The demand side pressures are often considered as an outcome of 9/11 accident in the United States of America (USA) and a combination of expansionary monetary and fiscal policies. First, increased domestic demand due to remittances from abroad and liberal demand-management policies outpaced the domestic production, creating a positive output gap, which in turn put upward pressure on prices. Growth in private consumption remained above 10 percent on average during Musharaf regime, depicting signs of demand side pressures on price level.

Second, the growing gap between domestic demand and domestic production was filled by a sharp increase in the net imports, which grew by over 40 percent in FY05 and by 24 percent in FY06 and 20 percent in FY09. In comparison to imports, exports increased by only around 10 percent in FY05 and by 13 percent in FY06 and around 7 percent in FY09. This resulted in a record increase in the trade deficit. A rising trade deficit can be a cause of expectation of high inflation in future.

Third, fiscal policy has remained expansionary in the last few years. Because of expansionary fiscal policy domestic demand increases and pressurizes the current account deficit, resultantly widens the investment-saving gap. Moreover, printing notes to fill the gap adds inflationary pressures. On the other hand, government borrowing from the SBP also increases, which again has serious consequences on the general price level.

Fourth, the expansionary monetary policy through high growth in money supply and loose credit policy is the factor which increases the inflation.

Rising import prices are also considered as an important factor in creating inflation. The exchange rate is putting upward pressure on price levels. Similarly, some people blamed indirect taxes as the main cause of inflation. The question now arises as to what were the most significant explanatory factors for recent inflation trends in Pakistan?

However, the most significant factors are private sector credit and imported inflation. Overall impact of fiscal policies on inflation is not that significant and rather the direct part of taxes was dominant in putting downward pressure on prices. Government sector borrowings also are contributing the rise in prices. As of today, exchange rate (dollar and euro) is the biggest factor in Pakistan and going forward will definitely contribute significantly in building up the inflation. It is forecasted that by the end of 2010, dollar will touch 100 which is nothing but devastating. However, the role of wheat support/procurement price and the other subsidies are insignificant.

People's immediate concern is with how their incomes hold up with changes in their expenses.

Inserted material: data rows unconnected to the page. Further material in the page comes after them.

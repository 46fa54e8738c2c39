use super::client_connecting::{connect_client, starting_client_failed};
use super::{
    ConnectionContext, ConnectionNotice, ConnectionState, ConnectionStateKind, SceneLoader,
    Transition, Transport,
};
use crate::protocol::ConnectStatus;
use crate::session::ClientId;
use log::{debug, info};

/// Where the current reconnection attempt stands.
#[derive(Debug, Clone, Copy, PartialEq, Default)]
enum Phase {
    /// No attempt scheduled; waiting for the outcome of the last one.
    #[default]
    Idle,
    BetweenAttempts { deadline: f32 },
    ShuttingDown,
    BeforeFirstAttempt { deadline: f32 },
}

/// Lost the host; retrying a bounded number of times.
///
/// Behaves like `ClientConnecting` once an attempt is underway, except that
/// a failed attempt schedules the next one instead of giving up.
#[derive(Debug, Default)]
pub(crate) struct ClientReconnectingState {
    attempts: u32,
    phase: Phase,
}

impl ClientReconnectingState {
    /// Schedules the next attempt and runs it as far as it can go now.
    fn begin_attempt<T: Transport, S: SceneLoader>(&mut self, ctx: &mut ConnectionContext<T, S>) -> Transition {
        if self.attempts > 0 {
            self.phase = Phase::BetweenAttempts {
                deadline: ctx.now() + ctx.config.time_between_attempts,
            };
            return None;
        }
        self.shut_down_transport(ctx)
    }

    fn shut_down_transport<T: Transport, S: SceneLoader>(
        &mut self,
        ctx: &mut ConnectionContext<T, S>,
    ) -> Transition {
        info!("Lost connection to host, trying to reconnect...");
        ctx.transport.shutdown();
        self.phase = Phase::ShuttingDown;
        self.advance(ctx)
    }

    fn advance<T: Transport, S: SceneLoader>(&mut self, ctx: &mut ConnectionContext<T, S>) -> Transition {
        match self.phase {
            Phase::Idle => None,
            Phase::BetweenAttempts { deadline } => {
                if ctx.now() >= deadline {
                    self.shut_down_transport(ctx)
                } else {
                    None
                }
            }
            Phase::ShuttingDown => {
                if ctx.transport.is_shutdown_in_progress() {
                    return None;
                }
                let max = ctx.config.reconnect_attempts;
                info!("Reconnecting attempt {}/{}...", self.attempts + 1, max);
                ctx.notify(ConnectionNotice::Reconnecting {
                    attempt: self.attempts,
                    max,
                });
                if self.attempts == 0 {
                    self.phase = Phase::BeforeFirstAttempt {
                        deadline: ctx.now() + ctx.config.time_before_first_attempt,
                    };
                    None
                } else {
                    self.attempt(ctx)
                }
            }
            Phase::BeforeFirstAttempt { deadline } => {
                if ctx.now() >= deadline {
                    self.attempt(ctx)
                } else {
                    None
                }
            }
        }
    }

    fn attempt<T: Transport, S: SceneLoader>(&mut self, ctx: &mut ConnectionContext<T, S>) -> Transition {
        self.phase = Phase::Idle;
        self.attempts += 1;

        let setup = match ctx.with_method(|method, _| method.setup_client_reconnection()) {
            Ok(setup) => setup,
            Err(e) => {
                ctx.fail(e);
                return starting_client_failed(ctx);
            }
        };

        if setup.success {
            connect_client(ctx)
        } else {
            if !setup.should_try_again {
                debug!("Connection method gave up on reconnecting");
                self.attempts = ctx.config.reconnect_attempts;
            }
            self.handle_disconnect(ctx)
        }
    }

    fn handle_disconnect<T: Transport, S: SceneLoader>(
        &mut self,
        ctx: &mut ConnectionContext<T, S>,
    ) -> Transition {
        let reason = ctx.transport.disconnect_reason();
        if self.attempts < ctx.config.reconnect_attempts {
            match reason {
                None => self.begin_attempt(ctx),
                Some(status) => {
                    ctx.publish(status);
                    if status.is_terminal() {
                        Some(ConnectionStateKind::Offline)
                    } else {
                        self.begin_attempt(ctx)
                    }
                }
            }
        } else {
            ctx.publish(reason.unwrap_or(ConnectStatus::GenericDisconnect));
            Some(ConnectionStateKind::Offline)
        }
    }
}

impl<T: Transport, S: SceneLoader> ConnectionState<T, S> for ClientReconnectingState {
    fn enter(&mut self, ctx: &mut ConnectionContext<T, S>) -> Transition {
        self.attempts = 0;
        self.phase = Phase::Idle;
        self.begin_attempt(ctx)
    }

    fn exit(&mut self, ctx: &mut ConnectionContext<T, S>) {
        self.phase = Phase::Idle;
        let max = ctx.config.reconnect_attempts;
        ctx.notify(ConnectionNotice::Reconnecting { attempt: max, max });
    }

    fn tick(&mut self, ctx: &mut ConnectionContext<T, S>) -> Transition {
        self.advance(ctx)
    }

    fn on_client_connected(&mut self, _ctx: &mut ConnectionContext<T, S>, _client_id: ClientId) -> Transition {
        Some(ConnectionStateKind::ClientConnected)
    }

    fn on_client_disconnected(&mut self, ctx: &mut ConnectionContext<T, S>, _client_id: ClientId) -> Transition {
        self.handle_disconnect(ctx)
    }

    fn on_transport_failure(&mut self, ctx: &mut ConnectionContext<T, S>) -> Transition {
        self.handle_disconnect(ctx)
    }

    fn on_user_requested_shutdown(&mut self, ctx: &mut ConnectionContext<T, S>) -> Transition {
        ctx.publish(ConnectStatus::UserRequestedDisconnect);
        Some(ConnectionStateKind::Offline)
    }
}

#[cfg(test)]
mod tests {
    use super::super::fakes::{FakeMethod, FakeScenes, FakeTransport};
    use super::super::{ConnectionConfig, ConnectionManager, ConnectionNotice, ConnectionStateKind};
    use crate::protocol::ConnectStatus;

    type Manager = ConnectionManager<FakeTransport, FakeScenes>;

    /// A client that connected at t=0 and just lost the host without a reason.
    fn lost_connection() -> Manager {
        let mut connection = Manager::new(
            FakeTransport::default(),
            FakeScenes::at_main_menu(),
            ConnectionConfig::default(),
        );
        connection
            .start_client_ip("p1", "Ada", "127.0.0.1", 9000)
            .unwrap();
        connection.on_client_connected(1);
        connection.on_client_disconnected(1);
        connection
    }

    #[test]
    fn test_first_attempt_waits_short_delay() {
        let mut connection = lost_connection();
        assert_eq!(connection.state(), ConnectionStateKind::ClientReconnecting);
        assert_eq!(connection.transport().client_starts, 1);

        connection.tick(0.5);
        assert_eq!(connection.transport().client_starts, 1);

        connection.tick(1.0);
        assert_eq!(connection.transport().client_starts, 2);
    }

    #[test]
    fn test_reconnection_succeeds() {
        let mut connection = lost_connection();
        connection.tick(1.0);
        connection.drain_notices();

        connection.on_client_connected(2);

        assert_eq!(connection.state(), ConnectionStateKind::ClientConnected);
        assert_eq!(
            connection.drain_notices(),
            vec![ConnectionNotice::Reconnecting { attempt: 2, max: 2 }]
        );
    }

    #[test]
    fn test_gives_up_after_exact_attempt_budget() {
        let mut connection = lost_connection();
        connection.tick(1.0);

        // first attempt fails, one left
        connection.on_client_disconnected(1);
        assert_eq!(connection.state(), ConnectionStateKind::ClientReconnecting);
        assert_eq!(connection.transport().client_starts, 2);

        // the retry is delayed, not immediate
        connection.tick(3.0);
        assert_eq!(connection.transport().client_starts, 2);
        connection.tick(6.0);
        assert_eq!(connection.transport().client_starts, 3);

        connection.drain_notices();
        connection.on_client_disconnected(1);

        assert_eq!(connection.state(), ConnectionStateKind::Offline);
        let notices = connection.drain_notices();
        assert!(notices.contains(&ConnectionNotice::Status(ConnectStatus::GenericDisconnect)));
    }

    #[test]
    fn test_terminal_reason_stops_retrying() {
        let mut connection = lost_connection();
        connection.tick(1.0);
        connection.transport_mut().reason = Some(ConnectStatus::ServerFull);

        connection.on_client_disconnected(1);

        assert_eq!(connection.state(), ConnectionStateKind::Offline);
        assert_eq!(connection.transport().client_starts, 2);
    }

    #[test]
    fn test_non_terminal_reason_keeps_retrying() {
        let mut connection = lost_connection();
        connection.tick(1.0);
        connection.transport_mut().reason = Some(ConnectStatus::GenericDisconnect);

        connection.on_client_disconnected(1);

        assert_eq!(connection.state(), ConnectionStateKind::ClientReconnecting);
    }

    #[test]
    fn test_waits_for_transport_shutdown() {
        let mut connection = lost_connection();
        connection.tick(1.0);
        connection.on_client_disconnected(1);
        connection.transport_mut().shutdown_polls.set(1);

        connection.tick(6.0);
        assert_eq!(connection.transport().client_starts, 2);

        connection.tick(6.1);
        assert_eq!(connection.transport().client_starts, 3);
    }

    #[test]
    fn test_method_refusing_to_retry_ends_reconnection() {
        let mut connection = Manager::new(
            FakeTransport::default(),
            FakeScenes::at_main_menu(),
            ConnectionConfig::default(),
        );
        connection
            .start_client(Box::new(FakeMethod::reconnection(false, false)))
            .unwrap();
        connection.on_client_connected(1);
        connection.on_client_disconnected(1);

        connection.tick(1.0);

        assert_eq!(connection.state(), ConnectionStateKind::Offline);
    }
}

Businesses are thinking about how to co-relate the prices of their products with their costs.

Recent 6 rupee oil shocks resulted in high inflation. But equally damaging was the relative price change. A slight change in oil prices brings huge change in the prices of every product. Economists in Pakistan tend to emphasize that inflation can do economic damage by distorting investment and consumption decisions yet they are apparently helpless in controlling it.

As a matter of fact, Pakistan's economic polices are on wrong fundaments therefore nothing can be changed unless and until those fundamentals are corrected.

The main concern that emerges out is whether it is possible to control the inflation in Pakistan. Would the policy makers be able to control the flow of credit to nonproductive sectors and to profit seeking activities? Is the policy of subsidizing food items through the government-run utility stores a successful venture or would it be another episode of mismanagement. What is the real usefulness of money support programs? The biggest contributing factor in food inflation is bad governance and mismanagement while other inflation can be curtailed through better polices and growth in GDP.